Uno de esos juegos consistía en dar un nuevo significado a las palabras. Repetía esas palabras una y otra vez, una y otra vez, procurando mantener el orden en el que se me habían ocurrido y asociando cada una de ellas con su reciente acepción. O bien, y esta era una de tantas otras opciones, confeccionaba una imagen mental con múltiples y variados elementos que, pasados unos segundos, debía reproducir con exactitud. Otro de los juegos era realmente enrevesado: cada una de las letras de un vocablo era reemplazada por una otra —vocal por vocal, consonante por consonante—, por lo que un término cualquiera alteraba indefectiblemente su morfología y su fonética. Con las palabras resultantes «traducía» cualquier pequeña frase: el nombre de un cuadro o el título de un libro, por ejemplo. No podía comprobar la perfecta resolución de ninguno de los juegos, pero era capaz de mantener a raya al enemigo. Ya en plena madrugada, el sueño y el cansancio me vencían.

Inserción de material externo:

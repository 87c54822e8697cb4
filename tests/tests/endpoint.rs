use pretty_assertions::assert_eq;
use rowcast::Db;
use rowcast_core::{
    driver::{Driver, Operation, Response, ResultSet},
    stmt::{Target, Value},
    Result,
};
use std::sync::{Arc, Mutex};

#[derive(Debug, Default, PartialEq, rowcast::Model)]
#[table = "items"]
struct Item {
    #[column("_id")]
    #[key]
    #[auto]
    id: i64,

    #[column]
    name: String,
}

/// Answers every operation with canned data, the way a remote content
/// endpoint would.
#[derive(Debug, Default)]
struct MockEndpoint {
    ops: Arc<Mutex<Vec<Operation>>>,
}

impl Driver for MockEndpoint {
    fn exec(&self, op: Operation) -> Result<Response> {
        let response = match &op {
            Operation::Query(_) => {
                let mut rows = ResultSet::new(vec!["_id".to_string(), "name".to_string()]);
                rows.push(vec![Value::Integer(7), Value::from("remote")])?;
                Response::values(rows)
            }
            Operation::Insert(_) => Response::inserted_id(100),
            Operation::Update(_) | Operation::Delete(_) => Response::count(1),
            Operation::CreateTable(_) | Operation::DropTable(_) => Response::empty(),
        };

        self.ops.lock().unwrap().push(op);
        Ok(response)
    }
}

fn setup() -> (Db, Arc<Mutex<Vec<Operation>>>) {
    let driver = MockEndpoint::default();
    let ops = driver.ops.clone();
    let db = Db::builder().build(driver).unwrap();
    (db, ops)
}

fn endpoint() -> Target {
    Target::endpoint("content://com.example.items/items").unwrap()
}

#[test]
fn endpoint_targets_never_create_tables() {
    let (db, ops) = setup();

    let items = db.select_from::<Item>(endpoint()).all().unwrap();
    assert_eq!(
        items,
        [Item {
            id: 7,
            name: "remote".to_string(),
        }]
    );

    let mut item = Item {
        id: 0,
        name: "new".to_string(),
    };
    let ids = db
        .insert_into::<Item>(endpoint())
        .values([&mut item])
        .run()
        .unwrap();
    assert_eq!(ids, [100]);
    assert_eq!(item.id, 100);

    let count = db
        .update_in::<Item>(endpoint())
        .values([&mut item])
        .run()
        .unwrap();
    assert_eq!(count, 1);

    let count = db
        .delete_from::<Item>(endpoint())
        .filter("name = ?", ["new"])
        .unwrap()
        .run()
        .unwrap();
    assert_eq!(count, 1);

    let ops = ops.lock().unwrap();
    assert_eq!(
        ops.iter().map(Operation::name).collect::<Vec<_>>(),
        ["query", "insert", "update", "delete"]
    );
    assert!(ops.iter().all(|op| op.target().is_endpoint()));
}

#[test]
fn table_targets_create_their_table_once() {
    let (db, ops) = setup();

    db.select::<Item>().all().unwrap();
    db.select_from::<Item>("items").first().unwrap();

    let ops = ops.lock().unwrap();
    assert_eq!(
        ops.iter().map(Operation::name).collect::<Vec<_>>(),
        ["create_table", "query", "query"]
    );
}

#[test]
fn malformed_endpoints_are_rejected() {
    let err = Target::endpoint("not an address").unwrap_err();
    assert!(err.is_invalid_connection_url());
}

No había transcurrido demasiado tiempo desde que consiguiera dormirme cuando entraba mi tía Carmit a la habitación. Retiraba el cubrecama en el que me arrebujaba plácidamente, estiraba de los almohadones y descorría las gruesas cortinas. Las sombras de la noche dejaban de gravitar en torno a mí, convirtiéndose en finísimos haces de luz que me hacían recordar que aún estaba vivo. A pesar de que a Carmit le disgustaba mi pereza, yo remoloneaba todo lo que podía. Entre sueños le decía que ya me levantaba, pero rendido como estaba volvía a quedarme dormido. Sin darse por satisfecha, Carmit me susurraba al oído: «Simon, Simon, mi querido muchachito, un hermoso día nos espera». Le sonreía resignado y me levantaba con tal de contentarla. Así, de esta manera, sin querer ni poder alterar el estreno matutino, como si temiéramos abandonar nuestros hábitos, recibíamos la vida cada día. Y cada día, la vida se iba convirtiendo en una nueva aventura.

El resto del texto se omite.